With a statement lasting only a few minutes, House Speaker Nancy Pelosi unleashed an impeachment inquiry that has the potential to move the price of everything from soybeans to stocks, bonds and the U.S. dollar.

The only problem? Figuring out in which direction all those prices will move. Traders will have their work cut out for them when assessing the impact of this new effort to dethrone an unpredictable leader who has influenced markets like no other U.S. president before him -- and who already has survived several mortal threats to his presidency. Despite a newly-released memo recounting a phone call in which President Donald Trump asked his Ukrainian counterpart to investigate Democratic rival Joe Biden, what lies ahead in politics -- and markets -- is far from certain.

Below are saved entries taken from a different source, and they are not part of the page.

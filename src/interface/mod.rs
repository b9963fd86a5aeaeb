use wasm_bindgen::prelude::*;
use web_sys::js_sys::Float64Array;

use crate::{
    kinematics::link_endpoints,
    params::{PhysicalParameters, SimulationConfig},
    simulate::simulate,
    state::{JointState, TorqueInput},
    trajectory::Trajectory,
    types::Float,
    util::console_log,
};

/// WebAssembly interface to a simulated trajectory. The browser side pulls
/// frames by index and draws them at its own pace.
#[wasm_bindgen]
pub struct InterfaceTrajectory {
    inner: Trajectory,
    params: PhysicalParameters,
}

#[wasm_bindgen]
impl InterfaceTrajectory {
    pub fn frameCount(&self) -> usize {
        self.inner.frame_count()
    }

    /// Joint angles `[q1, q2]` of frame `index`
    pub fn frameAt(&self, index: usize) -> Option<Float64Array> {
        frame_angles(&self.inner, index).map(|q| Float64Array::from(q.as_slice()))
    }

    /// Elbow and tip positions `[elbow_x, elbow_y, tip_x, tip_y]` of frame `index`
    pub fn linkEndpoints(&self, index: usize) -> Option<Float64Array> {
        frame_endpoints(&self.params, &self.inner, index).map(|p| Float64Array::from(p.as_slice()))
    }

    pub fn timeAt(&self, index: usize) -> Float {
        self.inner.time_at(index)
    }

    /// Half-width of a square view that always contains the arm
    pub fn viewBound(&self) -> Float {
        self.params.reach() + 1.0
    }
}

/// Simulate the default arm released at rest from (q1, q2) with no torque.
#[wasm_bindgen]
pub fn simulateTwoLinkArm(
    q1: Float,
    q2: Float,
    final_time: Float,
    dt: Float,
) -> Result<InterfaceTrajectory, JsError> {
    let params = PhysicalParameters::default();
    let config = SimulationConfig::new(final_time, dt);
    let trajectory = simulate(
        &params,
        &config,
        &JointState::at_rest(q1, q2),
        &TorqueInput::zero(),
    )?;

    console_log(&format!("simulated {} frames", trajectory.frame_count()));
    Ok(InterfaceTrajectory {
        inner: trajectory,
        params,
    })
}

fn frame_angles(trajectory: &Trajectory, index: usize) -> Option<[Float; 2]> {
    trajectory.frame_at(index).map(|state| [state.q[0], state.q[1]])
}

fn frame_endpoints(
    params: &PhysicalParameters,
    trajectory: &Trajectory,
    index: usize,
) -> Option<[Float; 4]> {
    trajectory.frame_at(index).map(|state| {
        let (elbow, tip) = link_endpoints(params, state);
        [elbow.x, elbow.y, tip.x, tip.y]
    })
}
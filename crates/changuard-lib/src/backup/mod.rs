//! Password-protected, portable channel backups.
//!
//! An exported blob is `changuard-backup-v1:` followed by a base64 JSON envelope holding the
//! scrypt parameters, salt, AES-256-GCM nonce and ciphertext. The envelope header is bound to
//! the ciphertext as associated data. Importing fails closed: any problem, from a wrong
//! password to a truncated blob, is reported as the same [`BackupError::DecryptionFailed`].

mod codec;
pub use codec::{
    ChannelBackupCodec, DecryptedBackup, EncryptedBackupBlob, KdfParams, BACKUP_FORMAT_TAG,
    ENVELOPE_VERSION, KDF_ALGORITHM, PAYLOAD_SCHEMA_VERSION,
};

mod config;
pub use config::BackupConfig;

mod error;
pub use error::BackupError;

mod record;
pub use record::ChannelBackupRecord;

mod vault;
pub use vault::{BackupVault, BACKUP_STORAGE_KEY};
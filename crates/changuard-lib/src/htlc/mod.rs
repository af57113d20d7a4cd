//! Tracks in-flight HTLCs against their CLTV deadlines and recommends the on-chain action
//! to take before funds can be lost.

mod config;
pub use config::{HtlcMonitorConfig, DEFAULT_HTLC_CHECK_INTERVAL_SECONDS, DEFAULT_SAFETY_MARGIN_BLOCKS};

mod error;
pub use error::HtlcMonitorError;

mod state;
pub use state::{
    HtlcAction, HtlcDirection, HtlcId, HtlcInfo, HtlcMonitorSnapshot, HtlcMonitorState,
    HtlcUrgency, MonitoredHtlc, CRITICAL_URGENCY_BLOCKS, HIGH_URGENCY_BLOCKS,
    MEDIUM_URGENCY_BLOCKS,
};

mod monitor;
pub use monitor::{HtlcMonitor, HtlcMonitorActor, HtlcMonitorMessage, HtlcStateUpdate};

mod sweeper;
pub use sweeper::{priority_for_urgency, HtlcSweeper, HtlcTxBuilder, BROADCAST_CIRCUIT_BREAKER};

#[cfg(test)]
mod tests;
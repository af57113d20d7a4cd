use std::time::Duration;

use clap_serde_derive::ClapSerde;

pub const DEFAULT_SWEEP_POLL_INTERVAL_MS: u64 = 60 * 1000;

// Use prefix `restore-`/`RESTORE_`
#[derive(ClapSerde, Debug, Clone)]
pub struct RestoreConfig {
    /// How long to wait before asking the chain again whether a closed channel is swept.
    #[default(DEFAULT_SWEEP_POLL_INTERVAL_MS)]
    #[arg(
        name = "RESTORE_SWEEP_POLL_INTERVAL_MS",
        long = "restore-sweep-poll-interval-ms",
        env,
        help = format!("milliseconds between sweep status polls, default is {}", DEFAULT_SWEEP_POLL_INTERVAL_MS)
    )]
    pub sweep_poll_interval_ms: u64,
}

impl RestoreConfig {
    pub fn sweep_poll_interval(&self) -> Duration {
        Duration::from_millis(self.sweep_poll_interval_ms)
    }
}
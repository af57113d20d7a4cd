//! Drives imported channel backups through connect, close request and sweep monitoring,
//! one independent state machine per channel.

mod config;
pub use config::{RestoreConfig, DEFAULT_SWEEP_POLL_INTERVAL_MS};

mod context;
pub use context::{
    RestoreContext, RestoreHistoryEntry, RestoreSnapshot, RestoreState, RestoreSummary,
};

mod error;
pub use error::RestoreError;

mod state_machine;
pub use state_machine::{RestoreAction, RestoreEvent, RestoreStateMachine, RestoreTransition};

mod orchestrator;
pub use orchestrator::{
    peer_circuit_breaker, RestoreOrchestrator, RestoreOrchestratorActor, RestoreOrchestratorArgs,
    RestoreOrchestratorMessage, RestoreStepResult, CHAIN_CIRCUIT_BREAKER, RESTORE_PROGRESS_KEY,
};

#[cfg(test)]
mod tests;
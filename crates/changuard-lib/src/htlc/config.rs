use std::time::Duration;

use clap_serde_derive::ClapSerde;

pub const DEFAULT_HTLC_CHECK_INTERVAL_SECONDS: u64 = 30;
/// Blocks before expiry at which an on-chain claim should be published. Must leave room for
/// the claim to confirm before the counterparty can take the other path.
pub const DEFAULT_SAFETY_MARGIN_BLOCKS: u64 = 6;

// Use prefix `htlc-`/`HTLC_`
#[derive(ClapSerde, Debug, Clone)]
pub struct HtlcMonitorConfig {
    #[default(DEFAULT_HTLC_CHECK_INTERVAL_SECONDS)]
    #[arg(
        name = "HTLC_CHECK_INTERVAL_SECONDS",
        long = "htlc-check-interval-seconds",
        env,
        help = format!("seconds between chain height checks in continuous mode, default is {}", DEFAULT_HTLC_CHECK_INTERVAL_SECONDS)
    )]
    pub check_interval_seconds: u64,

    #[default(DEFAULT_SAFETY_MARGIN_BLOCKS)]
    #[arg(
        name = "HTLC_SAFETY_MARGIN_BLOCKS",
        long = "htlc-safety-margin-blocks",
        env,
        help = format!("blocks before expiry at which a claim transaction is recommended, default is {}", DEFAULT_SAFETY_MARGIN_BLOCKS)
    )]
    pub safety_margin_blocks: u64,
}

impl HtlcMonitorConfig {
    pub fn check_interval(&self) -> Duration {
        Duration::from_secs(self.check_interval_seconds.max(1))
    }
}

“You can’t trade this stuff right now, it’s impossible,” Michael Purves, chief executive officer at Tallbacken Capital Advisors LLC, told Bloomberg TV. “There’s so many different scenarios. Does this support Biden? Does it hurt Biden? Does this support (Elizabeth) Warren? Ultimately if her momentum keeps building, what happens to Trump? If impeachment goes through, is it ever going to become a reality with the Senate being Republican-controlled? There’s so many different scenarios, you almost have to just ignore it and keep just investing the way you would.”

While this may be sound advice, ignoring this soap opera is not an option for many on Wall Street, especially as the crucial fourth quarter approaches. Investors and analysts have been busy cranking out trade ideas to profit from the latest and most dramatic act in the drama that has been Trump’s presidency.

Still About Trade

Perhaps the biggest question is how the impeachment drive will affect Trump’s trade war with China. Stocks and bond yields reached their highs of the day on Wednesday after Trump said a trade deal could happen sooner than people think. On Tuesday, Trump’s stern words toward China in a speech at the United Nations and reports that Pelosi was considering impeachment triggered a sell-off in stocks and gains in bonds.

“The reaction yesterday was investors putting themselves in the shoes of Chinese negotiators and saying ‘If I’m sitting across the table and I’m one of the Chinese negotiators, my position, relatively speaking, just got a lot stronger,’” said Shawn Cruz, manager of trader strategy at TD Ameritrade.

There is little consensus on how the political ramifications play out, especially when it comes to the trade war. Still, many analysts and investors agree on a few things. For one, while the House of Representatives could vote to impeach Trump, the Republican-led Senate is unlikely to remove him from office since it would take 67 votes -- including at least 20 of the Republican senators -- to do so. In the meantime, other initiatives in Washington -- say, the U.S.-Mexico-Canada trade pact or proposals to reduce prescription drug prices -- could get stalled until it all plays out. If Bill Clinton’s impeachment is any guide, this could be a months-long process.

At RBC Capital Markets, analyst Brian Abrahams wrote that an overhaul of drug prices is unlikely now, and that may give a boost to biotechnology companies that have largely sat out this year’s rally in stocks.

“Legislating is dead,” Raymond James policy analyst Ed Mills wrote in a note.